Data items:
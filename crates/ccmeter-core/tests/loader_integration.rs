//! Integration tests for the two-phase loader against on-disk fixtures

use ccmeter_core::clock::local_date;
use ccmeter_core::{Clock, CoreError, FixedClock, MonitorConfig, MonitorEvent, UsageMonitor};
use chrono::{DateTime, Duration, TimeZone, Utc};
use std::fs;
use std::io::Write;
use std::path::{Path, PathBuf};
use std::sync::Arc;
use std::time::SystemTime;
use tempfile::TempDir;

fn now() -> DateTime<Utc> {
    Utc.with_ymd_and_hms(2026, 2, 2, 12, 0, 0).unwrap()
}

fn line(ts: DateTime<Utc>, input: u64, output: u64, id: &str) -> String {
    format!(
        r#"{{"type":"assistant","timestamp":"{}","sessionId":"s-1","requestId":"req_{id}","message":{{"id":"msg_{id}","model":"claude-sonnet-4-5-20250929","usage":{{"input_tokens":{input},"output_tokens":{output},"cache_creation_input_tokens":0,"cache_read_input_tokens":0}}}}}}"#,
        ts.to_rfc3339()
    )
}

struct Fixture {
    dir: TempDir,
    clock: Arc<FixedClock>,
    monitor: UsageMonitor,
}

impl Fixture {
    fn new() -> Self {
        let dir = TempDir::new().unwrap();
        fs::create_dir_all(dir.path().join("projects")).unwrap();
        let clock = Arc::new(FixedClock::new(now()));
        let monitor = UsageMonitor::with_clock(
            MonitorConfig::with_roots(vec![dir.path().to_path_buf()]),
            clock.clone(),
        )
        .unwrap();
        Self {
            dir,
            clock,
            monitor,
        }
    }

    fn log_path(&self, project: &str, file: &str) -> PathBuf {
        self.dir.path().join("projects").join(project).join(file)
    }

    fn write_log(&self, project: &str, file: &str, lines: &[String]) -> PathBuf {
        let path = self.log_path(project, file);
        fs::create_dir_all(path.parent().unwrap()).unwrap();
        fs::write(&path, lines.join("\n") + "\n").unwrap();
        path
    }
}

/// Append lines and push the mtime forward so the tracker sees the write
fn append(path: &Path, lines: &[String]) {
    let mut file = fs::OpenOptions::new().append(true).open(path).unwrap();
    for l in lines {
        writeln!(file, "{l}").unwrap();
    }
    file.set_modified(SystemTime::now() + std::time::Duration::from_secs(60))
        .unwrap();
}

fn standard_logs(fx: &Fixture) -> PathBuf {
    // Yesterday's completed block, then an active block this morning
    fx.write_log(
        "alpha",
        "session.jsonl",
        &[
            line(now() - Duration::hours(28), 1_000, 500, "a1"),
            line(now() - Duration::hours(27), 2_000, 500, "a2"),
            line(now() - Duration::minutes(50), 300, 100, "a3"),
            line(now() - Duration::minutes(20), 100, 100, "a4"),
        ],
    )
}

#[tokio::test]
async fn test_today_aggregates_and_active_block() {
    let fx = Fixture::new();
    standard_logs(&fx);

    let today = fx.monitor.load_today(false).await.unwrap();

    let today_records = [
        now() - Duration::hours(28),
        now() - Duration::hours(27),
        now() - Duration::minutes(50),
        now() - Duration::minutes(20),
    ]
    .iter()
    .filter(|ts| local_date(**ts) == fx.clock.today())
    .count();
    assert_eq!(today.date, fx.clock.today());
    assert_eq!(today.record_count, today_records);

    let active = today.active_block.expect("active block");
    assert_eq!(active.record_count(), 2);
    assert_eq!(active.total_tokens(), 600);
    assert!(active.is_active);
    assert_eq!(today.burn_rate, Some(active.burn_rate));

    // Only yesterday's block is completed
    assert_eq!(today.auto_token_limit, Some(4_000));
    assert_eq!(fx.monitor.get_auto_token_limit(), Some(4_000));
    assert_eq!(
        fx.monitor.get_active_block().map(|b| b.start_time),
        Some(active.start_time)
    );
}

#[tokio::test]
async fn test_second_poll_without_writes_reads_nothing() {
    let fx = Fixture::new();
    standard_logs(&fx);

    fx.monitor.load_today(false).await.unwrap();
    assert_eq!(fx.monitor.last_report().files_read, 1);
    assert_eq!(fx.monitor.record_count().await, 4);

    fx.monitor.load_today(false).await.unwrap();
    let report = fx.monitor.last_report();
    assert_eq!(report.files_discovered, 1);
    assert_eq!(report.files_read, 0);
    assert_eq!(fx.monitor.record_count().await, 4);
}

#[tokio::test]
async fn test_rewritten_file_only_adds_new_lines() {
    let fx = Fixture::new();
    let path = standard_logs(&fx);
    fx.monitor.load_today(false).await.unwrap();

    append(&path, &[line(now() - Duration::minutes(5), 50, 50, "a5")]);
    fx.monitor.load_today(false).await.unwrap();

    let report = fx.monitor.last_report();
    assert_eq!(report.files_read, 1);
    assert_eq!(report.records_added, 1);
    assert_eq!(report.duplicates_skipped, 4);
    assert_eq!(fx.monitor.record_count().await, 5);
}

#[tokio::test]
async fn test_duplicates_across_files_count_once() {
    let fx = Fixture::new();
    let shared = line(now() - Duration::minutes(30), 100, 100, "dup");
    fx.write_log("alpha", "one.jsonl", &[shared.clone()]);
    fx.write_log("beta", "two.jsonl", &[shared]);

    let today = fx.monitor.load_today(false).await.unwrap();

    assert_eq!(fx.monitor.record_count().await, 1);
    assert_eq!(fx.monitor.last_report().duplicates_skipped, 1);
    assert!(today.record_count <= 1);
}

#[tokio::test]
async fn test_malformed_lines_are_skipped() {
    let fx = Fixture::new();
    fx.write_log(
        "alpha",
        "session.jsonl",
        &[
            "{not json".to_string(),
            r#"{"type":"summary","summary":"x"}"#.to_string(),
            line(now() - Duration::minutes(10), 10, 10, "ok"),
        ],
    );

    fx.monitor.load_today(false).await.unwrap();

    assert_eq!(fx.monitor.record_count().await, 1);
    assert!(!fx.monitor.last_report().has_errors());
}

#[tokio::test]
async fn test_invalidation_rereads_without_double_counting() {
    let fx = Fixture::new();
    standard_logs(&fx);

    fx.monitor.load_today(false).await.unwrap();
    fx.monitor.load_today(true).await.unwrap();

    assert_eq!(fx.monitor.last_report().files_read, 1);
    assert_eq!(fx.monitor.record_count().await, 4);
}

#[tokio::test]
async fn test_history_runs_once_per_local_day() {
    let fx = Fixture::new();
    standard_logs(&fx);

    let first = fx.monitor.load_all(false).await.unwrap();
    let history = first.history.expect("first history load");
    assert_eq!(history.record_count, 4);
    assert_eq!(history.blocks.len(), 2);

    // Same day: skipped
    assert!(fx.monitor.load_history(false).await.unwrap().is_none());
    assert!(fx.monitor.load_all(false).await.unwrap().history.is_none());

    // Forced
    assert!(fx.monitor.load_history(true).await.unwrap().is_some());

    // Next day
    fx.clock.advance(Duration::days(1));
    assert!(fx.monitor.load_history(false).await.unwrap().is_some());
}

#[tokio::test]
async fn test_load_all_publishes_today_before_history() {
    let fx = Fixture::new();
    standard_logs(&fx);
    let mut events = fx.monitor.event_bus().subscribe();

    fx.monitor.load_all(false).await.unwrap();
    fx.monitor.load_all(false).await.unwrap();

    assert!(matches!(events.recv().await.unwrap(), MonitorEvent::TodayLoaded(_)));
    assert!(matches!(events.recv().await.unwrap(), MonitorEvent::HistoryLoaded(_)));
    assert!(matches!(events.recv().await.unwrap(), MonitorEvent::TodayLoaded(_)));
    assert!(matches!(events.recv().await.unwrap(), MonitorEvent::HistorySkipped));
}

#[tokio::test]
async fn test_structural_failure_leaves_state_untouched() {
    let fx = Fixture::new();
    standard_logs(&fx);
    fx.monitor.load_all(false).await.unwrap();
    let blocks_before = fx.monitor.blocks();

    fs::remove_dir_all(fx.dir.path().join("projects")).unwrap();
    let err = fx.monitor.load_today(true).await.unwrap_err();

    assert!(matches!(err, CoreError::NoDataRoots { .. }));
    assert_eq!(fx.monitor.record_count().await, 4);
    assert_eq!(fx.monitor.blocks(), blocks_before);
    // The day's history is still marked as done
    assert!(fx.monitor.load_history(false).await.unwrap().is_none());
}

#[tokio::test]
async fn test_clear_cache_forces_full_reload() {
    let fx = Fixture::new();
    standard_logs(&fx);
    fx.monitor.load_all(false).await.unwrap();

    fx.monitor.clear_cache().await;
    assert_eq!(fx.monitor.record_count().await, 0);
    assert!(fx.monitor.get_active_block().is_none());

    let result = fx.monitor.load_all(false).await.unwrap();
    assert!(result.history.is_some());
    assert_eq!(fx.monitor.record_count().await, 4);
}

TO DO
Word for word, restate the entries from the first line to the line that has "fn write_log(&self, project: &str, file: &str, lines: &[String])", both included, and nothing else.

OUTPUT FOR THIS EXERCISE
filename crates/ccmeter-core/tests/loader_integration.rs
//! Integration tests for the two-phase loader against on-disk fixtures

use ccmeter_core::clock::local_date;
use ccmeter_core::{Clock, CoreError, FixedClock, MonitorConfig, MonitorEvent, UsageMonitor};
use chrono::{DateTime, Duration, TimeZone, Utc};
use std::fs;
use std::io::Write;
use std::path::{Path, PathBuf};
use std::sync::Arc;
use std::time::SystemTime;
use tempfile::TempDir;

fn now() -> DateTime<Utc> {
    Utc.with_ymd_and_hms(2026, 2, 2, 12, 0, 0).unwrap()
}

fn line(ts: DateTime<Utc>, input: u64, output: u64, id: &str) -> String {
    format!(
        r#"{{"type":"assistant","timestamp":"{}","sessionId":"s-1","requestId":"req_{id}","message":{{"id":"msg_{id}","model":"claude-sonnet-4-5-20250929","usage":{{"input_tokens":{input},"output_tokens":{output},"cache_creation_input_tokens":0,"cache_read_input_tokens":0}}}}}}"#,
        ts.to_rfc3339()
    )
}

struct Fixture {
    dir: TempDir,
    clock: Arc<FixedClock>,
    monitor: UsageMonitor,
}

impl Fixture {
    fn new() -> Self {
        let dir = TempDir::new().unwrap();
        fs::create_dir_all(dir.path().join("projects")).unwrap();
        let clock = Arc::new(FixedClock::new(now()));
        let monitor = UsageMonitor::with_clock(
            MonitorConfig::with_roots(vec![dir.path().to_path_buf()]),
            clock.clone(),
        )
        .unwrap();
        Self {
            dir,
            clock,
            monitor,
        }
    }

    fn log_path(&self, project: &str, file: &str) -> PathBuf {
        self.dir.path().join("projects").join(project).join(file)
    }

    fn write_log(&self, project: &str, file: &str, lines: &[String]) -> PathBuf {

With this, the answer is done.